Data excerpts:
Segment Open
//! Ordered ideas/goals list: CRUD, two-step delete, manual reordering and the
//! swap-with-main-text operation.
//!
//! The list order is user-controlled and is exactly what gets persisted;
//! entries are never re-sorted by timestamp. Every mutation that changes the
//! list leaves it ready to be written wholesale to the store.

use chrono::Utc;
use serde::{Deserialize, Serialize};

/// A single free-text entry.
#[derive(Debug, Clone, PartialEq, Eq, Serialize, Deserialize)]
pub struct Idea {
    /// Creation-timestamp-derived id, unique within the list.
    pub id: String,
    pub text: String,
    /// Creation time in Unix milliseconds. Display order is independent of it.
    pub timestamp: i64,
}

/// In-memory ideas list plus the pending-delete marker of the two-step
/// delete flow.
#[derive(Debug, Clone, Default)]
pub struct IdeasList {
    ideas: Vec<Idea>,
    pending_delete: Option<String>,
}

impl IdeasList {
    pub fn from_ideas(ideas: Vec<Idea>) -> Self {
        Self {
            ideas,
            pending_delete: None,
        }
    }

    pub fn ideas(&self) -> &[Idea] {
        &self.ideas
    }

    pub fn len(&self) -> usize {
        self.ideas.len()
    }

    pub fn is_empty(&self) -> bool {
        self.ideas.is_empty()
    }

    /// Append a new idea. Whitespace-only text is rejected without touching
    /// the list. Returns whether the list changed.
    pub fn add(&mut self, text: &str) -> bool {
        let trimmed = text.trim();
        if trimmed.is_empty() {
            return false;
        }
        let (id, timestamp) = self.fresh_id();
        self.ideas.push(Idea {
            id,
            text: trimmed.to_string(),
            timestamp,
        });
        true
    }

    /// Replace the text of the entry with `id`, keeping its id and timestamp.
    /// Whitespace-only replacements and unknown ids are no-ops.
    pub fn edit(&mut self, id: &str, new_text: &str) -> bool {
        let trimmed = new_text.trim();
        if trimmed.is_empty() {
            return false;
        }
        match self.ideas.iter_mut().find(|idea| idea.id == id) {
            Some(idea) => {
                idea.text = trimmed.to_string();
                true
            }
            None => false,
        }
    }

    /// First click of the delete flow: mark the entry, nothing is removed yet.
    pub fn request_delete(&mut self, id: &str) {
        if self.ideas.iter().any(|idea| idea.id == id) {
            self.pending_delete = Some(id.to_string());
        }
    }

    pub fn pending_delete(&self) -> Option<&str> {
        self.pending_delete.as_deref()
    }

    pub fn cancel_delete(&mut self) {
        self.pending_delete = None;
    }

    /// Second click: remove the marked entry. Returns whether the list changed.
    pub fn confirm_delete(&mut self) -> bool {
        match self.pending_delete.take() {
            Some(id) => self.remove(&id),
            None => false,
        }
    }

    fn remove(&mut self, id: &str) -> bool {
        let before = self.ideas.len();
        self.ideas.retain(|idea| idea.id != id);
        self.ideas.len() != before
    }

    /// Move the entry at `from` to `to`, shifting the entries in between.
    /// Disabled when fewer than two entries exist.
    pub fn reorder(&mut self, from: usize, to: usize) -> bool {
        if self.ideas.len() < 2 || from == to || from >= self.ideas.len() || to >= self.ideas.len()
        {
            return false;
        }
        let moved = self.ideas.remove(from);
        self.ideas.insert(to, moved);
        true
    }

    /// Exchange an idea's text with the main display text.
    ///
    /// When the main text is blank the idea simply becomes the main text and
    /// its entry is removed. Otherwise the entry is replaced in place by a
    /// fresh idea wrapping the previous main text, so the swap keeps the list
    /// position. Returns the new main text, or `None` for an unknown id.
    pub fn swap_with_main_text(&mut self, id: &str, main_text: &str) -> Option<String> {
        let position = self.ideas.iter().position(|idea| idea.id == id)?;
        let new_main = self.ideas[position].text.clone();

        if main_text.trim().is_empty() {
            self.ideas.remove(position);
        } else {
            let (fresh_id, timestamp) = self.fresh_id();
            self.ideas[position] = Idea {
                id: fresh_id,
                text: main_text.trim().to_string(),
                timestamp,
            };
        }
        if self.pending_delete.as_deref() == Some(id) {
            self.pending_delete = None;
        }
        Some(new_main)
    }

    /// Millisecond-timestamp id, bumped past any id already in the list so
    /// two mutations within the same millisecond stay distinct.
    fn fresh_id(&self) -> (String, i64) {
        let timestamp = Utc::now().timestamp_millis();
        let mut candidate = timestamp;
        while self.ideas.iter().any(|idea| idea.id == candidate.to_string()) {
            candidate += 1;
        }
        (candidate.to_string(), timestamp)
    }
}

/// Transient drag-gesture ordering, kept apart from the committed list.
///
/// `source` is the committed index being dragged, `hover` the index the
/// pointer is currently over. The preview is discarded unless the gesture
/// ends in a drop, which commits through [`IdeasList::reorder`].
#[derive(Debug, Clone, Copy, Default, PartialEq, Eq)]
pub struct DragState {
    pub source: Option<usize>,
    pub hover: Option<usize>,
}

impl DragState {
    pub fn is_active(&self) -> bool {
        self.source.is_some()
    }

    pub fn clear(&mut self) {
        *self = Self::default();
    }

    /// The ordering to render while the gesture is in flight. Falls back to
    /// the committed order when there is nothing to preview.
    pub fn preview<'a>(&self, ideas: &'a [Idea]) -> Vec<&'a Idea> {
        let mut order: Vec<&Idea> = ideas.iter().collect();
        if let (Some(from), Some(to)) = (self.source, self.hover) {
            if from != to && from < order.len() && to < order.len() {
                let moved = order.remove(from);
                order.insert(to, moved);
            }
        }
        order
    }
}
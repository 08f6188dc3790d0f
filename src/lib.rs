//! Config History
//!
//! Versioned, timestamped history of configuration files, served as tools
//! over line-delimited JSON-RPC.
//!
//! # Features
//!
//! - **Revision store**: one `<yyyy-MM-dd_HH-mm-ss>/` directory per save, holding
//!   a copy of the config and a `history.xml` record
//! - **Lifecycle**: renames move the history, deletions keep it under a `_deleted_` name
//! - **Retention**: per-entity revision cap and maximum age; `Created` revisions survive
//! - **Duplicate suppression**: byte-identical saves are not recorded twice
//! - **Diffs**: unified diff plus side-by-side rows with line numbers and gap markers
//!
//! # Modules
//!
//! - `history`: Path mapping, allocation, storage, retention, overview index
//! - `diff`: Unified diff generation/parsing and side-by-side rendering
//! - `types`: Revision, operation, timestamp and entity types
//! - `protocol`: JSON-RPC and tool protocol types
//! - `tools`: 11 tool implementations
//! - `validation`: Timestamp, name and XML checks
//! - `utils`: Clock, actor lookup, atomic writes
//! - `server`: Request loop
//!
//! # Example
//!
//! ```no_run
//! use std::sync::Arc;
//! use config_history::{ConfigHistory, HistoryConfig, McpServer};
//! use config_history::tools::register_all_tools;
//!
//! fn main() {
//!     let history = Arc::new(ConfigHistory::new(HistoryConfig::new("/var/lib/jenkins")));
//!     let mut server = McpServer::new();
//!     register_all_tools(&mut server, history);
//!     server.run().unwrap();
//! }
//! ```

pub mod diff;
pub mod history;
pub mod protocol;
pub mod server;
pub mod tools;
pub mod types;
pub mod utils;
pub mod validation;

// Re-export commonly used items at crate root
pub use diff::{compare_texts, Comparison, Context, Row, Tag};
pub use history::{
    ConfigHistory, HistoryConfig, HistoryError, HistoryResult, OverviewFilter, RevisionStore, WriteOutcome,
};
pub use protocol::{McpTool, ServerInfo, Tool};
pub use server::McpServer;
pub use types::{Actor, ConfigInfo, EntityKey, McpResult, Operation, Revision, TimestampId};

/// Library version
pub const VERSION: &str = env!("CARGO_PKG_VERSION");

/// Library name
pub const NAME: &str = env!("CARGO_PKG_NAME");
Segment Closed
TASK GOAL = Each line of the data that holds the word "index" should be copied.

OUTPUT BELOW =
/// `source` is the committed index being dragged, `hover` the index the
//! - `history`: Path mapping, allocation, storage, retention, overview index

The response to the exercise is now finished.